Penitencia 2006
Montserrat
11 de Junio

Oremos.

Levantemos el corazón, pero no tan temprano, ¡coño!

Menudos caretos tenían los penitentes cuando se encontraron a las 08:00 en la Plaza de España. Bueno, y los que ni se encontraron, ¡despistaos!

Siguiendo un estricto orden (o sea, a su puta bola) los penitentes se dirigieron a la estación para, tras descifrar el "codigo da vinci" de la máquina dispensadora, proceder discretamente ¡JA! a ocupar asiento en el ferrocarril.
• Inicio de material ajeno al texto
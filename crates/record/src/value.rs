use serde::de::{Deserialize, Deserializer};
use serde::ser::{Serialize, SerializeMap, SerializeSeq, Serializer};
use std::collections::BTreeMap;
use time::{OffsetDateTime, PrimitiveDateTime};

/// A single dynamically-typed metadata value.
#[derive(Debug, Clone, Default, PartialEq)]
pub enum Value {
    #[default]
    Null,
    Bool(bool),
    Int(i64),
    Float(f64),
    String(String),
    List(Vec<Value>),
    Map(BTreeMap<String, Value>),
    /// Naive UTC date and time.
    DateTime(PrimitiveDateTime),
}

impl Value {
    /// Truthiness: `None`, `False`, zero, and empty containers are falsy.
    pub fn is_truthy(&self) -> bool {
        match self {
            Self::Null => false,
            Self::Bool(b) => *b,
            Self::Int(i) => *i != 0,
            Self::Float(f) => *f != 0.0,
            Self::String(s) => !s.is_empty(),
            Self::List(l) => !l.is_empty(),
            Self::Map(m) => !m.is_empty(),
            Self::DateTime(_) => true,
        }
    }

    /// Name of the value's type, as shown in error messages.
    pub fn type_name(&self) -> &'static str {
        match self {
            Self::Null => "NoneType",
            Self::Bool(_) => "bool",
            Self::Int(_) => "int",
            Self::Float(_) => "float",
            Self::String(_) => "str",
            Self::List(_) => "list",
            Self::Map(_) => "dict",
            Self::DateTime(_) => "datetime",
        }
    }

    pub fn is_null(&self) -> bool {
        matches!(self, Self::Null)
    }

    pub fn as_str(&self) -> Option<&str> {
        match self {
            Self::String(s) => Some(s),
            _ => None,
        }
    }

    /// Looks up `key` if this value is a map.
    pub fn get(&self, key: &str) -> Option<&Value> {
        match self {
            Self::Map(m) => m.get(key),
            _ => None,
        }
    }

    /// Lenient integer parsing: booleans, integers, truncated floats, and
    /// strings holding a (possibly signed, underscore-separated) integer.
    pub fn parse_int(&self) -> Option<i64> {
        match self {
            Self::Bool(b) => Some(i64::from(*b)),
            Self::Int(i) => Some(*i),
            Self::Float(f) if f.is_finite() => Some(f.trunc() as i64),
            Self::String(s) => {
                let s = s.trim();
                let digits = s.strip_prefix(['+', '-']).unwrap_or(s);
                if digits.is_empty()
                    || digits.starts_with('_')
                    || digits.ends_with('_')
                    || digits.contains("__")
                    || !digits.chars().all(|c| c.is_ascii_digit() || c == '_')
                {
                    return None;
                }
                s.replace('_', "").parse().ok()
            },
            _ => None,
        }
    }

    /// Numeric view used by arithmetic and comparisons.
    pub fn as_f64(&self) -> Option<f64> {
        match self {
            Self::Bool(b) => Some(f64::from(u8::from(*b))),
            Self::Int(i) => Some(*i as f64),
            Self::Float(f) => Some(*f),
            _ => None,
        }
    }
}

/// Converts a UNIX timestamp (integer, float or numeric string) into a naive
/// UTC datetime. Anything unparseable yields `None`.
pub fn parse_timestamp(value: &Value) -> Option<PrimitiveDateTime> {
    let seconds = match value {
        Value::Int(i) => *i,
        Value::Float(f) if f.is_finite() => f.trunc() as i64,
        Value::String(s) => s.trim().parse().ok()?,
        _ => return None,
    };
    let dt = OffsetDateTime::from_unix_timestamp(seconds).ok()?;
    Some(PrimitiveDateTime::new(dt.date(), dt.time()))
}

impl From<bool> for Value {
    fn from(value: bool) -> Self {
        Self::Bool(value)
    }
}
impl From<i64> for Value {
    fn from(value: i64) -> Self {
        Self::Int(value)
    }
}
impl From<i32> for Value {
    fn from(value: i32) -> Self {
        Self::Int(i64::from(value))
    }
}
impl From<u32> for Value {
    fn from(value: u32) -> Self {
        Self::Int(i64::from(value))
    }
}
impl From<usize> for Value {
    fn from(value: usize) -> Self {
        Self::Int(i64::try_from(value).unwrap_or(i64::MAX))
    }
}
impl From<f64> for Value {
    fn from(value: f64) -> Self {
        Self::Float(value)
    }
}
impl From<&str> for Value {
    fn from(value: &str) -> Self {
        Self::String(value.to_string())
    }
}
impl From<String> for Value {
    fn from(value: String) -> Self {
        Self::String(value)
    }
}
impl From<PrimitiveDateTime> for Value {
    fn from(value: PrimitiveDateTime) -> Self {
        Self::DateTime(value)
    }
}
impl<T: Into<Value>> From<Vec<T>> for Value {
    fn from(value: Vec<T>) -> Self {
        Self::List(value.into_iter().map(Into::into).collect())
    }
}
impl<T: Into<Value>> From<Option<T>> for Value {
    fn from(value: Option<T>) -> Self {
        value.map_or(Self::Null, Into::into)
    }
}
impl From<BTreeMap<String, Value>> for Value {
    fn from(value: BTreeMap<String, Value>) -> Self {
        Self::Map(value)
    }
}

impl From<serde_json::Value> for Value {
    fn from(value: serde_json::Value) -> Self {
        match value {
            serde_json::Value::Null => Self::Null,
            serde_json::Value::Bool(b) => Self::Bool(b),
            serde_json::Value::Number(n) => match n.as_i64() {
                Some(i) => Self::Int(i),
                None => Self::Float(n.as_f64().unwrap_or(f64::NAN)),
            },
            serde_json::Value::String(s) => Self::String(s),
            serde_json::Value::Array(a) => Self::List(a.into_iter().map(Self::from).collect()),
            serde_json::Value::Object(o) => Self::Map(o.into_iter().map(|(k, v)| (k, Self::from(v))).collect()),
        }
    }
}

impl<'de> Deserialize<'de> for Value {
    fn deserialize<D: Deserializer<'de>>(deserializer: D) -> Result<Self, D::Error> {
        serde_json::Value::deserialize(deserializer).map(Self::from)
    }
}

impl Serialize for Value {
    fn serialize<S: Serializer>(&self, serializer: S) -> Result<S::Ok, S::Error> {
        match self {
            Self::Null => serializer.serialize_unit(),
            Self::Bool(b) => serializer.serialize_bool(*b),
            Self::Int(i) => serializer.serialize_i64(*i),
            Self::Float(f) => serializer.serialize_f64(*f),
            Self::String(s) => serializer.serialize_str(s),
            Self::DateTime(_) => serializer.serialize_str(&self.to_string()),
            Self::List(l) => {
                let mut seq = serializer.serialize_seq(Some(l.len()))?;
                for item in l {
                    seq.serialize_element(item)?;
                }
                seq.end()
            },
            Self::Map(m) => {
                let mut map = serializer.serialize_map(Some(m.len()))?;
                for (k, v) in m {
                    map.serialize_entry(k, v)?;
                }
                map.end()
            },
        }
    }
}

#[cfg(test)]
mod tests {
    use super::*;
    use rstest::rstest;

    #[rstest]
    #[case(Value::Null, false)]
    #[case(Value::Bool(false), false)]
    #[case(Value::Int(0), false)]
    #[case(Value::Float(0.0), false)]
    #[case(Value::from(""), false)]
    #[case(Value::List(vec![]), false)]
    #[case(Value::Int(-1), true)]
    #[case(Value::from("0"), true)]
    #[case(Value::from(vec!["a"]), true)]
    fn test_truthiness(#[case] value: Value, #[case] expected: bool) {
        assert_eq!(value.is_truthy(), expected);
    }

    #[rstest]
    #[case(Value::from(" 42 "), Some(42))]
    #[case(Value::from("-1_000"), Some(-1000))]
    #[case(Value::from("4.2"), None)]
    #[case(Value::from("_1"), None)]
    #[case(Value::Float(3.9), Some(3))]
    #[case(Value::Null, None)]
    fn test_parse_int(#[case] value: Value, #[case] expected: Option<i64>) {
        assert_eq!(value.parse_int(), expected);
    }

    #[test]
    fn test_parse_timestamp() {
        let dt = parse_timestamp(&Value::from("86400")).unwrap();
        assert_eq!((dt.year(), u8::from(dt.month()), dt.day()), (1970, 1, 2));
        assert_eq!(dt.hour(), 0);
        assert!(parse_timestamp(&Value::from("tomorrow")).is_none());
        assert!(parse_timestamp(&Value::Null).is_none());
    }

    #[test]
    fn test_from_json() {
        let json: serde_json::Value = serde_json::from_str(r#"{"a": [1, 2.5, null], "b": {"c": true}}"#).unwrap();
        let value = Value::from(json);
        let a = value.get("a").unwrap();
        assert_eq!(a, &Value::List(vec![Value::Int(1), Value::Float(2.5), Value::Null]));
        assert_eq!(value.get("b").and_then(|b| b.get("c")), Some(&Value::Bool(true)));
    }
}
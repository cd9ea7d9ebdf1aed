use crate::error::Result;
use crate::parse::{Segment, parse_template};
use std::collections::HashMap;
use std::sync::{Arc, PoisonError, RwLock};
use trove_record::{Record, Value};

/// A parsed template together with the default substituted for fields that
/// don't resolve. Immutable once built.
#[derive(Debug)]
pub struct CompiledTemplate {
    source: String,
    default: Value,
    segments: Vec<Segment>,
}

impl CompiledTemplate {
    fn compile(source: &str, default: Value) -> Result<Self> {
        let segments = parse_template(source)?;
        Ok(Self { source: source.to_string(), default, segments })
    }

    pub fn source(&self) -> &str {
        &self.source
    }

    pub fn default(&self) -> &Value {
        &self.default
    }

    pub(crate) fn render(&self, record: &Record) -> String {
        let mut out = String::with_capacity(self.source.len());
        for segment in &self.segments {
            match segment {
                Segment::Literal(text) => out.push_str(text),
                Segment::Field(field) => out.push_str(&field.render(record, &self.default)),
            }
        }
        out
    }
}

type CacheKey = (String, String);

/// Compiled templates keyed by `(template, default)`.
///
/// Cloning the handle shares the underlying map. Population is idempotent: two
/// threads compiling the same pair at once both succeed, and whichever insert
/// lands first is the one every later lookup returns.
#[derive(Debug, Clone, Default)]
pub struct TemplateCache {
    templates: Arc<RwLock<HashMap<CacheKey, Arc<CompiledTemplate>>>>,
}

impl TemplateCache {
    pub fn new() -> Self {
        Self::default()
    }

    pub fn get_or_compile(&self, template: &str, default: &Value) -> Result<Arc<CompiledTemplate>> {
        // `repr` keeps `1`, `1.0`, `True` and `'1'` apart.
        let key = (template.to_string(), default.repr());
        if let Some(compiled) = self.templates.read().unwrap_or_else(PoisonError::into_inner).get(&key) {
            return Ok(Arc::clone(compiled));
        }
        let compiled = Arc::new(CompiledTemplate::compile(template, default.clone())?);
        tracing::trace!(template, "compiled template");
        let mut templates = self.templates.write().unwrap_or_else(PoisonError::into_inner);
        Ok(Arc::clone(templates.entry(key).or_insert(compiled)))
    }

    pub fn len(&self) -> usize {
        self.templates.read().unwrap_or_else(PoisonError::into_inner).len()
    }

    pub fn is_empty(&self) -> bool {
        self.len() == 0
    }
}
Que extraña sensación para los pobres penitentes acostumbrados a discurrir por la carretera en sus monturas y en silencio, dejarse llevar plácidamente mientras se conversaba, bostezaba u observaba a ver cual tenía más cara de sueño.

Ya en Monistrol nos encontramos con algunos de los que no procedían de Barcelona y cuya penitencia en algún caso fue mayor, aunque los demás nos esforzamos por aliviar sus diabólicas y diminutas cargas.

 

La verdad es que los diablillos, Marta y Gerard se portaron muy bien.

Y llegó el momento de la verdad, pobres infelices.

El calvario

Para unos moteros y en especial para los moteros "cargols", el trayecto hasta la Santa Cova se convirtió en un suplicio, pero había que cumplir con nuestra penitencia para así alejar nuestra desgracia y rogar a nuestra Virgen de Montserrat.

Rogamos por Motonautas, por todos los miembros ( en especial eso, por ellos ;-)) y para que se repongan pronto aquellos que aún están sufriendo. También rogamos por la paz en el mundo, etc, etc.

 

Fue curioso la cantidad de cascos que se encontraban en el recinto de la Santa Cova.
Tal vez sería bueno que muchos lo vieran y se percataran de que el casco te puede salvar la vida.

El retorno de la Cova fue durillo aunque algunos disfrutaron de las maravillosas vistas que desde allí había.

Y tras el esfuerzo fuimos de nuevo en orden ( o sea, cada uno a su puta bola) a escuchar el Virolai. Estaba a rebosar y solo unos pocos pudimos escucharlo. Precioso.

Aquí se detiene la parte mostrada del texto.